***** EXCERPTED RECORDS *****

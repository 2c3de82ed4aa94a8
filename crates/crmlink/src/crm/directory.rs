//! Contact lookup by email address.

use std::sync::Arc;

use crate::db::{contact_repo, Database};
use crate::error::LinkError;
use crate::mail::address;
use crate::model::ContactRef;

/// The CRM contact directory.
pub trait ContactDirectory: Send + Sync {
    /// Ids of contacts in `tenant` owning `address` (exact, case-insensitive).
    fn find_contact_ids_by_email(&self, tenant: i64, address: &str)
        -> Result<Vec<i64>, LinkError>;
}

/// [`ContactDirectory`] backed by the `crm_contact` tables of a [`Database`].
#[derive(Clone)]
pub struct SqliteContactDirectory {
    db: Database,
}

impl SqliteContactDirectory {
    pub fn new(db: Database) -> Self {
        Self { db }
    }
}

impl ContactDirectory for SqliteContactDirectory {
    fn find_contact_ids_by_email(
        &self,
        tenant: i64,
        address: &str,
    ) -> Result<Vec<i64>, LinkError> {
        self.db
            .with_conn(|conn| contact_repo::find_ids_by_email(conn, tenant, address))
            .map_err(|e| LinkError::Directory(e.to_string()))
    }
}

/// Maps one address to the contacts that own it.
#[derive(Clone)]
pub struct ContactResolver {
    directory: Arc<dyn ContactDirectory>,
}

impl ContactResolver {
    pub fn new(directory: Arc<dyn ContactDirectory>) -> Self {
        Self { directory }
    }

    /// Returns the contacts owning `address` in `tenant`.
    ///
    /// A malformed address resolves to nothing. Directory failures are
    /// returned so the caller can log them and move on to the next address.
    pub fn resolve(&self, tenant: i64, address: &str) -> Result<Vec<ContactRef>, LinkError> {
        let Some(normalized) = address::normalize(address) else {
            return Ok(Vec::new());
        };
        let ids = self.directory.find_contact_ids_by_email(tenant, &normalized)?;
        Ok(ids.into_iter().map(ContactRef::contact).collect())
    }
}
//! Statement nodes.

use crate::ast::expr::{Expr, Literal};
use crate::ast::types::{Ident, TypeExpr};
use mica_core::Span;

#[derive(Debug, Clone, Copy, PartialEq)]
pub enum Stmt<'ast> {
    /// `int a, b = 1;` inside a method body.
    VarDecl(LocalDecl<'ast>),
    /// `designator = expr;`
    Assign(AssignStmt<'ast>),
    /// `f(x);` or `obj.m();`; the expression is always an `ExprKind::Call`.
    Call(CallStmt<'ast>),
    If(&'ast IfStmt<'ast>),
    While(&'ast WhileStmt<'ast>),
    For(&'ast ForStmt<'ast>),
    Switch(&'ast SwitchStmt<'ast>),
    Break(Span),
    Return(ReturnStmt<'ast>),
    Read(ReadStmt<'ast>),
    Write(WriteStmt<'ast>),
    Block(Block<'ast>),
    /// A lone `;`.
    Empty(Span),
}

impl<'ast> Stmt<'ast> {
    pub fn span(&self) -> Span {
        match self {
            Stmt::VarDecl(s) => s.span,
            Stmt::Assign(s) => s.span,
            Stmt::Call(s) => s.span,
            Stmt::If(s) => s.span,
            Stmt::While(s) => s.span,
            Stmt::For(s) => s.span,
            Stmt::Switch(s) => s.span,
            Stmt::Break(span) => *span,
            Stmt::Return(s) => s.span,
            Stmt::Read(s) => s.span,
            Stmt::Write(s) => s.span,
            Stmt::Block(s) => s.span,
            Stmt::Empty(span) => *span,
        }
    }
}

#[derive(Debug, Clone, Copy, PartialEq)]
pub struct Block<'ast> {
    pub stmts: &'ast [Stmt<'ast>],
    pub span: Span,
}

#[derive(Debug, Clone, Copy, PartialEq)]
pub struct LocalDecl<'ast> {
    pub ty: TypeExpr<'ast>,
    pub vars: &'ast [VarDeclarator<'ast>],
    pub span: Span,
}

#[derive(Debug, Clone, Copy, PartialEq)]
pub struct VarDeclarator<'ast> {
    pub name: Ident<'ast>,
    pub init: Option<&'ast Expr<'ast>>,
}

#[derive(Debug, Clone, Copy, PartialEq)]
pub struct AssignStmt<'ast> {
    pub target: &'ast Expr<'ast>,
    pub value: &'ast Expr<'ast>,
    pub span: Span,
}

#[derive(Debug, Clone, Copy, PartialEq)]
pub struct CallStmt<'ast> {
    pub call: &'ast Expr<'ast>,
    pub span: Span,
}

#[derive(Debug, Clone, Copy, PartialEq)]
pub struct IfStmt<'ast> {
    pub condition: &'ast Expr<'ast>,
    pub then_branch: Stmt<'ast>,
    pub else_branch: Option<Stmt<'ast>>,
    pub span: Span,
}

#[derive(Debug, Clone, Copy, PartialEq)]
pub struct WhileStmt<'ast> {
    pub condition: &'ast Expr<'ast>,
    pub body: Stmt<'ast>,
    pub span: Span,
}

/// `for (init; condition; update) body`; every header part is optional.
#[derive(Debug, Clone, Copy, PartialEq)]
pub struct ForStmt<'ast> {
    pub init: Option<ForInit<'ast>>,
    pub condition: Option<&'ast Expr<'ast>>,
    /// An assignment or call statement.
    pub update: Option<Stmt<'ast>>,
    pub body: Stmt<'ast>,
    pub span: Span,
}

#[derive(Debug, Clone, Copy, PartialEq)]
pub enum ForInit<'ast> {
    VarDecl(LocalDecl<'ast>),
    Assign(AssignStmt<'ast>),
}

#[derive(Debug, Clone, Copy, PartialEq)]
pub struct SwitchStmt<'ast> {
    pub selector: &'ast Expr<'ast>,
    pub cases: &'ast [SwitchCase<'ast>],
    pub span: Span,
}

/// One `case L:` or `default:` section and the statements after it.
///
/// Execution falls through into the next section unless a `break` intervenes.
#[derive(Debug, Clone, Copy, PartialEq)]
pub struct SwitchCase<'ast> {
    /// `None` for `default`.
    pub label: Option<CaseLabel<'ast>>,
    pub body: &'ast [Stmt<'ast>],
    pub span: Span,
}

#[derive(Debug, Clone, Copy, PartialEq)]
pub struct CaseLabel<'ast> {
    pub value: Literal<'ast>,
    pub span: Span,
}

#[derive(Debug, Clone, Copy, PartialEq)]
pub struct ReturnStmt<'ast> {
    pub value: Option<&'ast Expr<'ast>>,
    pub span: Span,
}

#[derive(Debug, Clone, Copy, PartialEq)]
pub struct ReadStmt<'ast> {
    pub target: &'ast Expr<'ast>,
    pub span: Span,
}

#[derive(Debug, Clone, Copy, PartialEq)]
pub struct WriteStmt<'ast> {
    pub value: &'ast Expr<'ast>,
    pub span: Span,
}
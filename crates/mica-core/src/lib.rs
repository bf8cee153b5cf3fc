//! Shared vocabulary of the Mica toolchain.
//!
//! - [`Span`]: source locations
//! - [`Type`] and the compatibility rules in [`types`]
//! - [`SymbolHash`]: deterministic class and method handles
//! - the error taxonomy in [`error`]

pub mod error;
pub mod span;
pub mod symbol_hash;
pub mod types;

pub use error::{
    CodeGenError, Diagnostic, DiagnosticKind, Diagnostics, LexError, MicaError, ParseError,
    ParseErrorKind, RuntimeError,
};
pub use span::Span;
pub use symbol_hash::SymbolHash;
pub use types::Type;
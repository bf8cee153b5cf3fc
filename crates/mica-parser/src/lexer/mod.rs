//! Lexical analysis for Mica source code.

mod cursor;
#[allow(clippy::module_inception)]
mod lexer;
mod token;

pub use lexer::Lexer;
pub use mica_core::Span;
pub use token::{Token, TokenKind, lookup_keyword};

*****

• _WHAT THE TASK ASKS_
Your answer should be the whole listing above, repeated exactly as it appears.

• _SOLUTION TO THIS PROBLEM_
repository 2c3de82ed4aa94a8
filename crates/crmlink/src/crm/directory.rs
//! Contact lookup by email address.

use std::sync::Arc;

use crate::db::{contact_repo, Database};
use crate::error::LinkError;
use crate::mail::address;
use crate::model::ContactRef;

/// The CRM contact directory.
pub trait ContactDirectory: Send + Sync {
    /// Ids of contacts in `tenant` owning `address` (exact, case-insensitive).
    fn find_contact_ids_by_email(&self, tenant: i64, address: &str)
        -> Result<Vec<i64>, LinkError>;
}

/// [`ContactDirectory`] backed by the `crm_contact` tables of a [`Database`].
#[derive(Clone)]
pub struct SqliteContactDirectory {
    db: Database,
}

impl SqliteContactDirectory {
    pub fn new(db: Database) -> Self {
        Self { db }
    }
}

impl ContactDirectory for SqliteContactDirectory {
    fn find_contact_ids_by_email(
        &self,
        tenant: i64,
        address: &str,
    ) -> Result<Vec<i64>, LinkError> {
        self.db
            .with_conn(|conn| contact_repo::find_ids_by_email(conn, tenant, address))
            .map_err(|e| LinkError::Directory(e.to_string()))
    }
}

/// Maps one address to the contacts that own it.
#[derive(Clone)]
pub struct ContactResolver {
    directory: Arc<dyn ContactDirectory>,
}

impl ContactResolver {
    pub fn new(directory: Arc<dyn ContactDirectory>) -> Self {
        Self { directory }
    }

    /// Returns the contacts owning `address` in `tenant`.
    ///
    /// A malformed address resolves to nothing. Directory failures are
    /// returned so the caller can log them and move on to the next address.
    pub fn resolve(&self, tenant: i64, address: &str) -> Result<Vec<ContactRef>, LinkError> {
        let Some(normalized) = address::normalize(address) else {
            return Ok(Vec::new());
        };
        let ids = self.directory.find_contact_ids_by_email(tenant, &normalized)?;
        Ok(ids.into_iter().map(ContactRef::contact).collect())
    }
}
//! Statement nodes.

use crate::ast::expr::{Expr, Literal};
use crate::ast::types::{Ident, TypeExpr};
use mica_core::Span;

#[derive(Debug, Clone, Copy, PartialEq)]
pub enum Stmt<'ast> {
    /// `int a, b = 1;` inside a method body.
    VarDecl(LocalDecl<'ast>),
    /// `designator = expr;`
    Assign(AssignStmt<'ast>),
    /// `f(x);` or `obj.m();`; the expression is always an `ExprKind::Call`.
    Call(CallStmt<'ast>),
    If(&'ast IfStmt<'ast>),
    While(&'ast WhileStmt<'ast>),
    For(&'ast ForStmt<'ast>),
    Switch(&'ast SwitchStmt<'ast>),
    Break(Span),
    Return(ReturnStmt<'ast>),
    Read(ReadStmt<'ast>),
    Write(WriteStmt<'ast>),
    Block(Block<'ast>),
    /// A lone `;`.
    Empty(Span),
}

impl<'ast> Stmt<'ast> {
    pub fn span(&self) -> Span {
        match self {
            Stmt::VarDecl(s) => s.span,
            Stmt::Assign(s) => s.span,
            Stmt::Call(s) => s.span,
            Stmt::If(s) => s.span,
            Stmt::While(s) => s.span,
            Stmt::For(s) => s.span,
            Stmt::Switch(s) => s.span,
            Stmt::Break(span) => *span,
            Stmt::Return(s) => s.span,
            Stmt::Read(s) => s.span,
            Stmt::Write(s) => s.span,
            Stmt::Block(s) => s.span,
            Stmt::Empty(span) => *span,
        }
    }
}

#[derive(Debug, Clone, Copy, PartialEq)]
pub struct Block<'ast> {
    pub stmts: &'ast [Stmt<'ast>],
    pub span: Span,
}

#[derive(Debug, Clone, Copy, PartialEq)]
pub struct LocalDecl<'ast> {
    pub ty: TypeExpr<'ast>,
    pub vars: &'ast [VarDeclarator<'ast>],
    pub span: Span,
}

#[derive(Debug, Clone, Copy, PartialEq)]
pub struct VarDeclarator<'ast> {
    pub name: Ident<'ast>,
    pub init: Option<&'ast Expr<'ast>>,
}

#[derive(Debug, Clone, Copy, PartialEq)]
pub struct AssignStmt<'ast> {
    pub target: &'ast Expr<'ast>,
    pub value: &'ast Expr<'ast>,
    pub span: Span,
}

#[derive(Debug, Clone, Copy, PartialEq)]
pub struct CallStmt<'ast> {
    pub call: &'ast Expr<'ast>,
    pub span: Span,
}

#[derive(Debug, Clone, Copy, PartialEq)]
pub struct IfStmt<'ast> {
    pub condition: &'ast Expr<'ast>,
    pub then_branch: Stmt<'ast>,
    pub else_branch: Option<Stmt<'ast>>,
    pub span: Span,
}

#[derive(Debug, Clone, Copy, PartialEq)]
pub struct WhileStmt<'ast> {
    pub condition: &'ast Expr<'ast>,
    pub body: Stmt<'ast>,
    pub span: Span,
}

/// `for (init; condition; update) body`; every header part is optional.
#[derive(Debug, Clone, Copy, PartialEq)]
pub struct ForStmt<'ast> {
    pub init: Option<ForInit<'ast>>,
    pub condition: Option<&'ast Expr<'ast>>,
    /// An assignment or call statement.
    pub update: Option<Stmt<'ast>>,
    pub body: Stmt<'ast>,
    pub span: Span,
}

#[derive(Debug, Clone, Copy, PartialEq)]
pub enum ForInit<'ast> {
    VarDecl(LocalDecl<'ast>),
    Assign(AssignStmt<'ast>),
}

#[derive(Debug, Clone, Copy, PartialEq)]
pub struct SwitchStmt<'ast> {
    pub selector: &'ast Expr<'ast>,
    pub cases: &'ast [SwitchCase<'ast>],
    pub span: Span,
}

/// One `case L:` or `default:` section and the statements after it.
///
/// Execution falls through into the next section unless a `break` intervenes.
#[derive(Debug, Clone, Copy, PartialEq)]
pub struct SwitchCase<'ast> {
    /// `None` for `default`.
    pub label: Option<CaseLabel<'ast>>,
    pub body: &'ast [Stmt<'ast>],
    pub span: Span,
}

#[derive(Debug, Clone, Copy, PartialEq)]
pub struct CaseLabel<'ast> {
    pub value: Literal<'ast>,
    pub span: Span,
}

#[derive(Debug, Clone, Copy, PartialEq)]
pub struct ReturnStmt<'ast> {
    pub value: Option<&'ast Expr<'ast>>,
    pub span: Span,
}

#[derive(Debug, Clone, Copy, PartialEq)]
pub struct ReadStmt<'ast> {
    pub target: &'ast Expr<'ast>,
    pub span: Span,
}

#[derive(Debug, Clone, Copy, PartialEq)]
pub struct WriteStmt<'ast> {
    pub value: &'ast Expr<'ast>,
    pub span: Span,
}
filename crates/mica-core/src/lib.rs
repository bf8cee153b5cf3fc
//! Shared vocabulary of the Mica toolchain.
//!
//! - [`Span`]: source locations
//! - [`Type`] and the compatibility rules in [`types`]
//! - [`SymbolHash`]: deterministic class and method handles
//! - the error taxonomy in [`error`]

pub mod error;
pub mod span;
pub mod symbol_hash;
pub mod types;

pub use error::{
    CodeGenError, Diagnostic, DiagnosticKind, Diagnostics, LexError, MicaError, ParseError,
    ParseErrorKind, RuntimeError,
};
pub use span::Span;
pub use symbol_hash::SymbolHash;
pub use types::Type;
repository bf8cee153b5cf3fc
filename crates/mica-parser/src/lexer/mod.rs
//! Lexical analysis for Mica source code.

mod cursor;
#[allow(clippy::module_inception)]
mod lexer;
mod token;

pub use lexer::Lexer;
pub use mica_core::Span;
pub use token::{Token, TokenKind, lookup_keyword};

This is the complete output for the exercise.